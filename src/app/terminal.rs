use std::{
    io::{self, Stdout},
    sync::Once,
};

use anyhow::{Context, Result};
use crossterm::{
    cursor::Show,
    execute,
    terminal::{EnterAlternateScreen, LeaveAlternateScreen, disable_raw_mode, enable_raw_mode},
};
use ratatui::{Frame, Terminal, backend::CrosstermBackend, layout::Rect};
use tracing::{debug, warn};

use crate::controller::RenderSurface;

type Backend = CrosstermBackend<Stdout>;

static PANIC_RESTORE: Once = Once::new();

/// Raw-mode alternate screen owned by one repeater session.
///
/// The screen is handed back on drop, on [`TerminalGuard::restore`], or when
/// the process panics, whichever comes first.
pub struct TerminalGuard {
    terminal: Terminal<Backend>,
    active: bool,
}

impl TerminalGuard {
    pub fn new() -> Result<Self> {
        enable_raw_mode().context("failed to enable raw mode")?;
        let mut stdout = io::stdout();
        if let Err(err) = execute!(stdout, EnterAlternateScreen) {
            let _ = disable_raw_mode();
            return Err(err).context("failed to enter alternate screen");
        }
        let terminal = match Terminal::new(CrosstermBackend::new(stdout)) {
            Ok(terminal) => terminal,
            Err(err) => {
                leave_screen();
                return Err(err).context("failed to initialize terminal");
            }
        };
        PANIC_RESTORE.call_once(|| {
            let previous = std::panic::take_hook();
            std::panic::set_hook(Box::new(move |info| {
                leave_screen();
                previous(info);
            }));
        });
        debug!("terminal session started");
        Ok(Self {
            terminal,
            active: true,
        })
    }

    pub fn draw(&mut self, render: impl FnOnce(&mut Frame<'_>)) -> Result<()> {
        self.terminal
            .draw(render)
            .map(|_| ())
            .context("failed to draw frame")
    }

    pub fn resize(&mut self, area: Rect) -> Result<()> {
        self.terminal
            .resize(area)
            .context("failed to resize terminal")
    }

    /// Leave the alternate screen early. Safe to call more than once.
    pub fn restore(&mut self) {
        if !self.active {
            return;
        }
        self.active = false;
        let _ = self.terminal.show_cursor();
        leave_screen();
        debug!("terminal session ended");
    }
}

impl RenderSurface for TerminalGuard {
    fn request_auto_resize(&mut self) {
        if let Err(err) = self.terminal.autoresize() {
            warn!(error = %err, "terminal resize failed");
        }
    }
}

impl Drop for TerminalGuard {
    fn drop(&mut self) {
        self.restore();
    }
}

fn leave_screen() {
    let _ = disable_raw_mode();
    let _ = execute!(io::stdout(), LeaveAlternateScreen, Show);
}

==

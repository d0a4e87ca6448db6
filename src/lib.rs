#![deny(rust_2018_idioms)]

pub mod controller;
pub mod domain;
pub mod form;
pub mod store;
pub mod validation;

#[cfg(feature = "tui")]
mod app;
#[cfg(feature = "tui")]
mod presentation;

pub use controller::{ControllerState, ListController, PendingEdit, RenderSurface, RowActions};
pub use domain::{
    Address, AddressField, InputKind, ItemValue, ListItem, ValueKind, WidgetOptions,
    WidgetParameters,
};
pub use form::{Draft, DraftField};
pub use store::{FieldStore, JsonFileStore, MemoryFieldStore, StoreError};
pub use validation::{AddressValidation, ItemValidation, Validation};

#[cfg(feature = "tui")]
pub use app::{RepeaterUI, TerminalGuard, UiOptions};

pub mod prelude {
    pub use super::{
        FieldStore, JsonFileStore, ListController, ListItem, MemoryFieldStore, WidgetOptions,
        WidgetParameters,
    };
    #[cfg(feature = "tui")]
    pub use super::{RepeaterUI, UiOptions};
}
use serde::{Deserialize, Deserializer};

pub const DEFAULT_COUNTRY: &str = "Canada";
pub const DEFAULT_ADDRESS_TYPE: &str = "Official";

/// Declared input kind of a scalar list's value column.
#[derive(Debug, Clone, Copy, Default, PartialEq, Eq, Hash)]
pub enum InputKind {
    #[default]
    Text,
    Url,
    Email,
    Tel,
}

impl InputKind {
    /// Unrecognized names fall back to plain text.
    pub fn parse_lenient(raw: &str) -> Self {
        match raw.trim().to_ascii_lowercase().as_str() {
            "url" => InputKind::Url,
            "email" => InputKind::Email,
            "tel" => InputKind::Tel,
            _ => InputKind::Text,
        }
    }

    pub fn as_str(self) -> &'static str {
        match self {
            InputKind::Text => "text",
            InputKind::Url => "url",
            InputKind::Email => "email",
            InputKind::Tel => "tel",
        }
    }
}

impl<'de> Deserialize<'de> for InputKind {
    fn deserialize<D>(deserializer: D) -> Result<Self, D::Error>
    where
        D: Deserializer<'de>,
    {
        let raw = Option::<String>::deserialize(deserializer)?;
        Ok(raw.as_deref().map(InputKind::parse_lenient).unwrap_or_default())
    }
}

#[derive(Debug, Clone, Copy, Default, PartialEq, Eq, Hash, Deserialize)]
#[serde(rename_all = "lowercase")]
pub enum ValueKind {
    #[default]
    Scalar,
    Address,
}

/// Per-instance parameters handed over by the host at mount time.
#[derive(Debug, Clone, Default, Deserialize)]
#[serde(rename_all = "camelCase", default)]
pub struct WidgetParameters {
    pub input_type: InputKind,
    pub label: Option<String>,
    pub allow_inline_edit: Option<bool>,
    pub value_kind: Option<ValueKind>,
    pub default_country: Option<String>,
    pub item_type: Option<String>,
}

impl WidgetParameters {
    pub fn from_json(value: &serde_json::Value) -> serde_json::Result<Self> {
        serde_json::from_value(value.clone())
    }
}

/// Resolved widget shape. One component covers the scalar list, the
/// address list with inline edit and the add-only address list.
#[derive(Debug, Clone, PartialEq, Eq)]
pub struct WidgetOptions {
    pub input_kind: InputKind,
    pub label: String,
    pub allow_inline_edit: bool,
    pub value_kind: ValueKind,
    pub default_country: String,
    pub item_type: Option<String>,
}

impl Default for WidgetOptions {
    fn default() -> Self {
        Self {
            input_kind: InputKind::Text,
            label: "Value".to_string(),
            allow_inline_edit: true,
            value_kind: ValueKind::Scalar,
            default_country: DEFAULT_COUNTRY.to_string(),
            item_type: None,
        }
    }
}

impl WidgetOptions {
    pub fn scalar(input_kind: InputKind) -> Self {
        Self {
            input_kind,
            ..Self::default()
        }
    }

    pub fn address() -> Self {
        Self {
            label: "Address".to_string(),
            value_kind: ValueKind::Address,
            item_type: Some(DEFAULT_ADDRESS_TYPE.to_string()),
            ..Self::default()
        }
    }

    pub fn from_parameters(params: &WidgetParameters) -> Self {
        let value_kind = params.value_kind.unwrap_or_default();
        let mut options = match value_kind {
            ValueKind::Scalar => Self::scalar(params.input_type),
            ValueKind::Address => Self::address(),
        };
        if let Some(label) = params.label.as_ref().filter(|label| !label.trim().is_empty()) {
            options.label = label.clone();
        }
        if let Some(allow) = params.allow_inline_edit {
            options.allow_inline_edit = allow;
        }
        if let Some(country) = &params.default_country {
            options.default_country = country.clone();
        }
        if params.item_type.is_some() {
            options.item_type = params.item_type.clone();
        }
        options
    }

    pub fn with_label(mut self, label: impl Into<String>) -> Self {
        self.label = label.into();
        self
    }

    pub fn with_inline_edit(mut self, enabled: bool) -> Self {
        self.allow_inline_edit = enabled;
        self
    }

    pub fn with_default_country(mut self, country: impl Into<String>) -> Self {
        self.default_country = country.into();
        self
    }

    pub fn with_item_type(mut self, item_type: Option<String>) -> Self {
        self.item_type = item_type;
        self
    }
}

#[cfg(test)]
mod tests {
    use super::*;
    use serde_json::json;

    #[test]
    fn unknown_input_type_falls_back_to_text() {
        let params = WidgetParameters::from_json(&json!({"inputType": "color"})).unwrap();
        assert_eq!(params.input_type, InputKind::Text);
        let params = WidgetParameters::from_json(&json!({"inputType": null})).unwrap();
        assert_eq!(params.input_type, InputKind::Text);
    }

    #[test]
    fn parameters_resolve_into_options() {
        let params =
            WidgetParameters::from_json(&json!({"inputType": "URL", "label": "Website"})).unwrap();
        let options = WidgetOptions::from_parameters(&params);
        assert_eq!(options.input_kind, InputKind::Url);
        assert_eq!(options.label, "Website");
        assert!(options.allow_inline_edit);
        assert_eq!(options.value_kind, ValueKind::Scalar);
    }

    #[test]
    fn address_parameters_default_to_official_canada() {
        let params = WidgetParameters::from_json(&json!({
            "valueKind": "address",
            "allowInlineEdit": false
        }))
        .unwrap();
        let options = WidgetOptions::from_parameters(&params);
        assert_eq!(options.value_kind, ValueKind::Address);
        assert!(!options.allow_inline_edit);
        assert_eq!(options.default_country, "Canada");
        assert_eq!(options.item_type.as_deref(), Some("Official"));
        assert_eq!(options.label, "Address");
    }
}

**EXERCISE:** Check each line of the entries for "warn" and copy those that have it.

**WORKED SOLUTION:**
use tracing::{debug, warn};
            warn!(error = %err, "terminal resize failed");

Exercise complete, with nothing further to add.